Saturday, September 02, 2006

Law of Journalism Broken

Steve M. at No More Mister Nice Blog makes an excellent point:

This is a remarkable accomplishment by the Bush administration: It's been able to repeal a herotofore inviolate law of law of journalism. "If it bleeds, it leads" -- that's not true anymore. In Iraq (and certainly in Afghanistan), if it bleeds, it doesn't lead. It's consigned to a quick sentence in a broadcast news summary or the inner pages of the morning paper. Hundreds of deaths and injuries a week are a footnote. Empty bombast gets the banner headlines.

Now the law is: If it orates from a balcony, it leads.

Not only are the speeches getting more prominent coverage than the fighting, but the announcement that the speeches were going to take place got more prominent coverage. This is nuts.

The press is under no obligation to treat the administrations ever more hysterical rhetorical variations on the same old themes as front-page news. By agreeing to do so, the press is as part of the GOP's campaign media operation -- and it's encouraging more and more irresponsible rhetoric.

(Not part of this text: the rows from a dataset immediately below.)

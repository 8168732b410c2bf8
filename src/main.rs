//! # Naver News Harvest
//!
//! Collects article summaries from the Naver News section listing and
//! enriches each one with the full article parsed from its detail page.
//!
//! ## Usage
//!
//! ```sh
//! naver_news_harvest --section 정치 --max-pages 20 -o ./out/politics.json
//! ```
//!
//! ## Architecture
//!
//! 1. **Listing**: walk `list.naver` page by page until the page limit, a
//!    failed fetch, an empty page, or the listing repeating itself
//! 2. **Dedup**: collapse summaries sharing a link, first one wins
//! 3. **Detail**: fetch and parse each article page, skipping failures
//! 4. **Output**: write the records (and optionally the summaries) as JSON
//!
//! Ctrl-C stops the harvest at the next fetch or pause; whatever was
//! collected up to that point is still written.

use std::error::Error;
use tracing::{debug, error, info, instrument, warn};
use tracing_subscriber::{fmt as tfmt, EnvFilter};

mod cli;
mod error;
mod models;
mod outputs;
mod pipeline;
mod scrapers;
mod shutdown;
mod transport;
mod utils;

use clap::Parser;
use cli::Cli;
use outputs::json;
use pipeline::Pipeline;
use shutdown::Shutdown;
use transport::HttpTransport;

#[tokio::main]
#[instrument]
async fn main() -> Result<(), Box<dyn Error>> {
    // --- Tracing init ---
    let filter = EnvFilter::try_from_default_env().unwrap_or_else(|_| EnvFilter::new("info"));
    tfmt()
        .with_env_filter(filter)
        .with_target(true)
        .with_file(false)
        .with_line_number(false)
        .with_timer(tracing_subscriber::fmt::time::UtcTime::rfc_3339())
        .init();

    let start_time = std::time::Instant::now();
    info!("naver_news_harvest starting up");

    let args = Cli::parse();
    debug!(?args, "Parsed CLI arguments");

    // --- Shutdown on Ctrl-C ---
    let (trigger, shutdown) = Shutdown::new();
    tokio::spawn(async move {
        match tokio::signal::ctrl_c().await {
            Ok(()) => {
                warn!("Interrupt received; finishing with what was collected");
                trigger.trigger();
            }
            Err(e) => error!(error = %e, "Failed to listen for Ctrl-C"),
        }
    });

    let transport = HttpTransport::new(args.request_timeout())?;
    let pipeline = Pipeline::new(&transport, args.pipeline_options(), shutdown);

    // ---- Listing + details ----
    let records = match &args.summaries_output {
        Some(path) => {
            let summaries = pipeline.crawl(args.section.as_deref(), args.max_pages).await;
            if let Err(e) = json::write_json(&summaries, path).await {
                error!(path = %path.display(), error = %e, "Failed to write summaries");
            }
            pipeline.collect_details(&summaries).await
        }
        None => pipeline.run(args.section.as_deref(), args.max_pages).await,
    };

    if let Err(e) = json::write_json(&records, &args.output).await {
        error!(path = %args.output.display(), error = %e, "Failed to write articles");
        return Err(e);
    }

    let elapsed = start_time.elapsed();
    info!(
        ?elapsed,
        secs = elapsed.as_secs(),
        millis = elapsed.subsec_millis(),
        articles = records.len(),
        path = %args.output.display(),
        "Execution complete"
    );

    Ok(())
}
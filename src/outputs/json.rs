//! JSON output for harvested summaries and records.
//!
//! Files are pretty-printed with four-space indentation. Hangul and other
//! non-ASCII text is written as-is rather than `\u` escaped.

use crate::utils::ensure_parent_dir;
use serde::Serialize;
use serde_json::ser::PrettyFormatter;
use std::error::Error;
use std::path::Path;
use tokio::fs;
use tracing::{info, instrument};

/// Serialize `value` as indented JSON.
///
/// # Arguments
///
/// * `value` - Summaries, records, or anything else that implements [`Serialize`]
///
/// # Returns
///
/// The UTF-8 bytes of the document, indented by four spaces, or the
/// serializer's error.
///
/// # Examples
///
/// ```ignore
/// let json = to_pretty_json(&vec!["정치"]).unwrap();
/// assert_eq!(String::from_utf8(json).unwrap(), "[\n    \"정치\"\n]");
/// ```
pub fn to_pretty_json<T: Serialize + ?Sized>(value: &T) -> Result<Vec<u8>, serde_json::Error> {
    let mut buf = Vec::new();
    let mut serializer = serde_json::Serializer::with_formatter(&mut buf, PrettyFormatter::with_indent(b"    "));
    value.serialize(&mut serializer)?;
    Ok(buf)
}

/// Write `value` to `path`, creating parent directories as needed.
///
/// An existing file at `path` is replaced.
///
/// # Arguments
///
/// * `value` - The data to serialize, usually a slice of records or summaries
/// * `path` - Destination file
///
/// # Returns
///
/// `Ok(())` on success, or an error if serialization, directory creation or
/// file writing fails.
///
/// # Examples
///
/// ```ignore
/// write_json(&records, Path::new("out/detailed_articles.json")).await?;
/// ```
#[instrument(level = "info", skip_all, fields(path = %path.display()))]
pub async fn write_json<T: Serialize + ?Sized>(value: &T, path: &Path) -> Result<(), Box<dyn Error>> {
    let json = to_pretty_json(value)?;
    ensure_parent_dir(path).await?;
    fs::write(path, &json).await?;
    info!(bytes = json.len(), "Wrote JSON file");
    Ok(())
}
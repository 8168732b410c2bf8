//! Utility functions for dates, log-friendly strings, and output paths.

use chrono::{Local, NaiveDate};
use std::error::Error;
use std::path::Path;
use tokio::fs;
use tracing::{info, instrument};

/// Listing date format used by the `date` query parameter.
pub const LISTING_DATE_FORMAT: &str = "%Y%m%d";

/// Today's local date as `YYYYMMDD`.
///
/// This is the listing date used when no `--date` is given.
///
/// # Returns
///
/// An eight-digit string in [`LISTING_DATE_FORMAT`], e.g. `"20251014"`.
pub fn today_yyyymmdd() -> String {
    Local::now().format(LISTING_DATE_FORMAT).to_string()
}

/// Validate a `YYYYMMDD` date string, returning it unchanged.
///
/// Used as a clap value parser for `--date`.
///
/// # Arguments
///
/// * `s` - The raw command-line value
///
/// # Returns
///
/// `Ok(s)` when `s` is exactly eight digits forming a real calendar date,
/// otherwise an `Err` message that clap shows to the user.
///
/// # Examples
///
/// ```ignore
/// assert_eq!(parse_listing_date("20251014").unwrap(), "20251014");
/// assert!(parse_listing_date("2025-10-14").is_err());
/// assert!(parse_listing_date("20250230").is_err());
/// ```
pub fn parse_listing_date(s: &str) -> Result<String, String> {
    if s.len() != 8 || !s.chars().all(|c| c.is_ascii_digit()) {
        return Err(format!("expected an 8-digit YYYYMMDD date, got {s:?}"));
    }
    NaiveDate::parse_from_str(s, LISTING_DATE_FORMAT)
        .map(|_| s.to_string())
        .map_err(|e| format!("invalid date {s:?}: {e}"))
}

/// Truncate a string to at most `max` characters for logging.
///
/// Counts characters rather than bytes so Hangul titles are never split
/// inside a code point.
///
/// # Arguments
///
/// * `s` - The string to potentially truncate
/// * `max` - Maximum number of characters to keep
///
/// # Returns
///
/// The original string if it has at most `max` characters, otherwise the
/// first `max` characters with `"…(+N chars)"` appended.
///
/// # Examples
///
/// ```ignore
/// assert_eq!(truncate_for_log("short", 100), "short");
/// assert_eq!(truncate_for_log("가나다라", 2), "가나…(+2 chars)");
/// ```
pub fn truncate_for_log(s: &str, max: usize) -> String {
    match s.char_indices().nth(max) {
        None => s.to_string(),
        Some((cut, _)) => format!("{}…(+{} chars)", &s[..cut], s[cut..].chars().count()),
    }
}

/// Create the parent directory of `path` if needed.
///
/// A bare file name has no parent to create and succeeds without touching
/// the filesystem.
///
/// # Arguments
///
/// * `path` - The file about to be written
///
/// # Returns
///
/// `Ok(())` once the parent directory exists, or the I/O error from
/// creating it.
#[instrument(level = "info", skip_all, fields(path = %path.display()))]
pub async fn ensure_parent_dir(path: &Path) -> Result<(), Box<dyn Error>> {
    match path.parent() {
        Some(parent) if !parent.as_os_str().is_empty() => {
            fs::create_dir_all(parent).await?;
            info!(dir = %parent.display(), "Output directory ready");
            Ok(())
        }
        _ => Ok(()),
    }
}
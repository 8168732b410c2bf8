//! Multi-page section crawl with loop detection and deduplication.
//!
//! The listing has no "last page" marker: asking for a page past the end
//! re-serves the final real page. The crawler therefore walks pages
//! `1..=max_pages` and stops on the first of:
//!
//! | Condition | Page kept? |
//! |-----------|------------|
//! | fetch failed | no |
//! | page identical to the previous one | no |
//! | page has no entries | nothing to keep |
//! | shutdown requested | no |
//!
//! Results are then deduplicated by link, keeping first occurrences.

use crate::error::FetchError;
use crate::models::ArticleSummary;
use crate::scrapers::listing::ListingFetcher;
use crate::shutdown::Shutdown;
use crate::transport::Fetch;
use crate::utils::today_yyyymmdd;
use std::collections::HashSet;
use std::time::Duration;
use tokio::time::sleep;
use tracing::{info, instrument, warn};

/// Why a crawl stopped before (or at) `max_pages`.
#[derive(Debug, Clone, Copy, PartialEq, Eq)]
pub enum StopReason {
    /// All requested pages were fetched.
    PageLimit,
    /// A listing fetch failed.
    FetchFailed,
    /// The listing served the previous page again.
    RepeatedPage,
    /// The listing returned no entries.
    EmptyPage,
    /// Shutdown was requested during a fetch or pause.
    Cancelled,
}

/// What to do with one fetched page.
#[derive(Debug, PartialEq)]
enum Transition {
    Continue(Vec<ArticleSummary>),
    Stop(StopReason),
}

fn transition(fetched: Result<Vec<ArticleSummary>, FetchError>, last_page: &[ArticleSummary]) -> Transition {
    match fetched {
        Err(_) => Transition::Stop(StopReason::FetchFailed),
        Ok(page) if page.is_empty() => Transition::Stop(StopReason::EmptyPage),
        Ok(page) if !last_page.is_empty() && page == last_page => Transition::Stop(StopReason::RepeatedPage),
        Ok(page) => Transition::Continue(page),
    }
}

/// Walks the paginated listing of one section.
#[derive(Debug)]
pub struct SectionCrawler<'a, F> {
    pages: ListingFetcher<'a, F>,
    shutdown: Shutdown,
}

impl<'a, F: Fetch> SectionCrawler<'a, F> {
    pub fn new(pages: ListingFetcher<'a, F>, shutdown: Shutdown) -> Self {
        Self { pages, shutdown }
    }

    /// Crawl up to `max_pages` pages of `section` for `target_date`
    /// (today when `None`), pausing `delay` between pages.
    ///
    /// Never fails: a fetch failure or shutdown ends the crawl and the
    /// summaries gathered so far are returned, deduplicated by link.
    #[instrument(level = "info", skip(self))]
    pub async fn crawl(
        &self,
        section: Option<&str>,
        max_pages: u32,
        target_date: Option<&str>,
        delay: Duration,
    ) -> Vec<ArticleSummary> {
        let date = match target_date {
            Some(date) => date.to_string(),
            None => {
                let today = today_yyyymmdd();
                info!(date = %today, "No target date given; using today");
                today
            }
        };

        let mut collected = Vec::new();
        let mut last_page: Vec<ArticleSummary> = Vec::new();
        let mut stop = StopReason::PageLimit;

        for page in 1..=max_pages {
            let fetched = tokio::select! {
                biased;
                _ = self.shutdown.cancelled() => {
                    stop = StopReason::Cancelled;
                    break;
                }
                fetched = self.pages.fetch_page(section, page, Some(date.as_str())) => fetched,
            };

            match transition(fetched, &last_page) {
                Transition::Continue(summaries) => {
                    info!(page, max_pages, count = summaries.len(), "Collected listing page");
                    collected.extend(summaries.iter().cloned());
                    last_page = summaries;
                }
                Transition::Stop(reason) => {
                    stop = reason;
                    break;
                }
            }

            if page < max_pages {
                tokio::select! {
                    biased;
                    _ = self.shutdown.cancelled() => {
                        stop = StopReason::Cancelled;
                        break;
                    }
                    _ = sleep(delay) => {}
                }
            }
        }

        match stop {
            StopReason::PageLimit => {}
            StopReason::RepeatedPage => warn!("Listing repeated the previous page; stopping"),
            reason => warn!(?reason, "Stopping listing crawl"),
        }

        let total = collected.len();
        let unique = dedup_by_link(collected);
        info!(total, unique = unique.len(), ?stop, "Collected unique summaries");
        unique
    }
}

/// Remove later summaries whose link was already seen.
///
/// Summaries without a link can't be told apart, so they are all kept
/// rather than collapsed into the first link-less one.
pub fn dedup_by_link(summaries: Vec<ArticleSummary>) -> Vec<ArticleSummary> {
    let mut seen = HashSet::new();
    summaries
        .into_iter()
        .filter(|summary| summary.link.is_empty() || seen.insert(summary.link.clone()))
        .collect()
}
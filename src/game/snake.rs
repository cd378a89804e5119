use super::board::Bounds;
use super::direction::Direction;
use ratatui::layout::Position;
use std::collections::{TryReserveError, VecDeque};
use std::num::NonZeroUsize;
use thiserror::Error;

/// Snake state.  Snate.
///
/// The body is stored head first: `body[0]` is the head and the back of the
/// deque is the tail.  The snake never sheds segments; it only grows.
#[derive(Clone, Debug, Eq, PartialEq)]
pub(crate) struct Snake {
    pub(super) body: VecDeque<Position>,
}

impl Snake {
    /// Create a snake of `length` segments with its head at `head` and the
    /// rest of its body trailing off to the west, segment `i` at
    /// `(head.x - i, head.y)`.
    ///
    /// # Errors
    ///
    /// Returns `Err` if the body could not be allocated or if the body would
    /// extend past the left edge of the board.
    pub(crate) fn new(head: Position, length: NonZeroUsize) -> Result<Snake, SnakeError> {
        let length = length.get();
        if length > usize::from(head.x) + 1 {
            return Err(SnakeError::NoRoom {
                length,
                head_x: head.x,
            });
        }
        let mut body = VecDeque::new();
        body.try_reserve_exact(length)?;
        body.extend((0..=head.x).rev().take(length).map(|x| Position { x, ..head }));
        Ok(Snake { body })
    }

    pub(crate) fn head(&self) -> Position {
        // `new` never yields an empty body and nothing removes segments.
        self.body.front().copied().unwrap_or_default()
    }

    /// Iterate over the cells of the snake, head first
    pub(crate) fn segments(&self) -> impl ExactSizeIterator<Item = Position> + '_ {
        self.body.iter().copied()
    }

    pub(crate) fn len(&self) -> usize {
        self.body.len()
    }

    pub(crate) fn occupies(&self, pos: Position) -> bool {
        self.body.contains(&pos)
    }

    /// Move the head one cell in `direction`, wrapping at the edges of
    /// `bounds`.  Each following segment moves into the cell its predecessor
    /// occupied before the move.
    pub(crate) fn advance(&mut self, direction: Direction, bounds: Bounds) {
        let mut segments = self.body.iter_mut();
        let Some(head) = segments.next() else {
            return;
        };
        let next = direction.advance(*head, bounds);
        let mut prev = std::mem::replace(head, next);
        for seg in segments {
            prev = std::mem::replace(seg, prev);
        }
    }

    /// Add a new head segment at `pos` in response to eating the food there
    pub(crate) fn grow(&mut self, pos: Position) {
        self.body.push_front(pos);
    }

    /// Returns `true` if the head is outside `bounds` or overlaps any other
    /// segment.
    pub(crate) fn is_collision(&self, bounds: Bounds) -> bool {
        let head = self.head();
        !bounds.contains(head) || self.body.iter().skip(1).any(|&p| p == head)
    }
}

#[derive(Debug, Error)]
pub(crate) enum SnakeError {
    #[error("failed to allocate snake body")]
    Allocation(#[from] TryReserveError),
    #[error("a snake of length {length} does not fit west of column {head_x}")]
    NoRoom { length: usize, head_x: u16 },
}
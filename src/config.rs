use crate::consts;
use crate::game::Bounds;
use crate::screen::Palette;
use ratatui::layout::Size;
use serde::Deserialize;
use std::num::NonZeroUsize;
use std::path::{Path, PathBuf};
use std::time::Duration;
use thiserror::Error;

/// Program configuration read from a configuration file
#[derive(Clone, Deserialize, Debug, Default, Eq, PartialEq)]
pub(crate) struct Config {
    /// Board & timing settings
    #[serde(default)]
    pub(crate) game: GameConfig,

    /// Colours used to draw the board
    #[serde(default)]
    pub(crate) colors: Palette,

    /// Where & how much to log
    #[serde(default)]
    pub(crate) logging: LogConfig,
}

impl Config {
    /// Return the default configuration file path
    pub(crate) fn default_path() -> Result<PathBuf, ConfigError> {
        dirs::config_local_dir()
            .map(|p| p.join("gridsnake").join("config.toml"))
            .ok_or(ConfigError::NoPath)
    }

    /// Read configuration from a file on disk.  If the file does not exist and
    /// `allow_missing` is true, a default `Config` value is returned.
    ///
    /// # Errors
    ///
    /// Returns `Err` if the file could not be read or if the file's contents
    /// could not be deserialized.
    pub(crate) fn load(path: &Path, allow_missing: bool) -> Result<Config, ConfigError> {
        let content = match fs_err::read_to_string(path) {
            Ok(content) => content,
            Err(e) if e.kind() == std::io::ErrorKind::NotFound && allow_missing => {
                return Ok(Config::default())
            }
            Err(e) => return Err(ConfigError::Read(e)),
        };
        toml::from_str(&content).map_err(Into::into)
    }
}

#[derive(Clone, Copy, Deserialize, Debug, Eq, PartialEq)]
#[serde(default, rename_all = "kebab-case")]
pub(crate) struct GameConfig {
    /// Board width in cells
    pub(crate) width: u16,

    /// Board height in cells
    pub(crate) height: u16,

    /// Number of segments the snake starts with
    pub(crate) initial_length: NonZeroUsize,

    /// Edge length, in device pixels, of the block drawn for each cell
    pub(crate) scale: u16,

    /// Pause after each frame, in milliseconds
    pub(crate) frame_delay_ms: u64,
}

impl GameConfig {
    pub(crate) fn bounds(&self) -> Bounds {
        Bounds::from(self.size())
    }

    pub(crate) fn size(&self) -> Size {
        Size {
            width: self.width,
            height: self.height,
        }
    }

    pub(crate) fn frame_delay(&self) -> Duration {
        Duration::from_millis(self.frame_delay_ms)
    }

    /// Check that a game can be started with these settings.
    ///
    /// The snake starts with its head in the middle of the board and its body
    /// trailing westwards, so the whole body has to fit between the left edge
    /// and the middle.  There must also be at least one free cell for food.
    pub(crate) fn validate(&self) -> Result<(), ConfigError> {
        if self.width == 0 || self.height == 0 {
            return Err(ConfigError::Invalid(format!(
                "board must be at least 1x1, got {}x{}",
                self.width, self.height
            )));
        }
        if self.scale == 0 {
            return Err(ConfigError::Invalid(String::from(
                "scale must be at least 1",
            )));
        }
        let max_length = usize::from(self.bounds().center().x) + 1;
        if self.initial_length.get() > max_length {
            return Err(ConfigError::Invalid(format!(
                "initial length {} does not fit on a board {} cells wide (maximum {max_length})",
                self.initial_length, self.width
            )));
        }
        if self.initial_length.get() >= self.bounds().area() {
            return Err(ConfigError::Invalid(String::from(
                "the initial snake leaves no room for food",
            )));
        }
        Ok(())
    }
}

impl Default for GameConfig {
    fn default() -> GameConfig {
        GameConfig {
            width: consts::DEFAULT_WIDTH,
            height: consts::DEFAULT_HEIGHT,
            initial_length: NonZeroUsize::new(consts::DEFAULT_INITIAL_LENGTH)
                .unwrap_or(NonZeroUsize::MIN),
            scale: consts::DEFAULT_SCALE,
            frame_delay_ms: consts::DEFAULT_FRAME_DELAY_MS,
        }
    }
}

#[derive(Clone, Deserialize, Debug, Eq, PartialEq)]
#[serde(default)]
pub(crate) struct LogConfig {
    /// File to write log messages to.  Nothing is logged if this is unset,
    /// as the game itself occupies the terminal.
    pub(crate) file: Option<PathBuf>,

    /// `tracing-subscriber` filter directives, e.g. `"info"` or
    /// `"gridsnake=debug"`.  Overridden by `RUST_LOG`.
    pub(crate) level: String,
}

impl Default for LogConfig {
    fn default() -> LogConfig {
        LogConfig {
            file: None,
            level: String::from("info"),
        }
    }
}

#[derive(Debug, Error)]
pub(crate) enum ConfigError {
    #[error("failed to determine path to local configuration directory")]
    NoPath,
    #[error("failed to read configuration file")]
    Read(#[from] std::io::Error),
    #[error("failed to parse configuration file")]
    Parse(#[from] toml::de::Error),
    #[error("invalid configuration: {0}")]
    Invalid(String),
}
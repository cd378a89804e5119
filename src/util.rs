use ratatui::layout::{Flex, Layout, Rect, Size};
use signal_hook::consts::TERM_SIGNALS;
use std::io;
use std::sync::atomic::{AtomicBool, Ordering};
use std::sync::Arc;

/// Return a `Rect` of (at most) the given size centered within `area`
pub(crate) fn center_rect(area: Rect, size: Size) -> Rect {
    let [area] = Layout::horizontal([size.width])
        .flex(Flex::Center)
        .areas(area);
    let [area] = Layout::vertical([size.height])
        .flex(Flex::Center)
        .areas(area);
    area
}

/// A flag shared between the game loop and whatever asks it to stop.  Once
/// set, it stays set.
#[derive(Clone, Debug, Default)]
pub(crate) struct StopToken(Arc<AtomicBool>);

impl StopToken {
    pub(crate) fn new() -> StopToken {
        StopToken::default()
    }

    pub(crate) fn stop(&self) {
        self.0.store(true, Ordering::Relaxed);
    }

    pub(crate) fn is_stopped(&self) -> bool {
        self.0.load(Ordering::Relaxed)
    }

    /// Set the token when the process receives an interrupt or termination
    /// signal, in place of the signal's default action.
    pub(crate) fn stop_on_signals(&self) -> io::Result<()> {
        for &sig in TERM_SIGNALS {
            signal_hook::flag::register(sig, Arc::clone(&self.0))?;
        }
        Ok(())
    }
}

Put these speeches on page A14. Put the troops on page 1.

I grew up during the Vietnam War in a small Iowa town with a daily newspaper. Even though the paper was largely filled with news about who was visiting whom, who had traveled where, and who was admitted to or released from the hospital, news of death and injuries always made the front page. Every day.

When was the last time you read a front-page story about the war in Iraq? Afghanistan? Know how many Americans were killed there this week?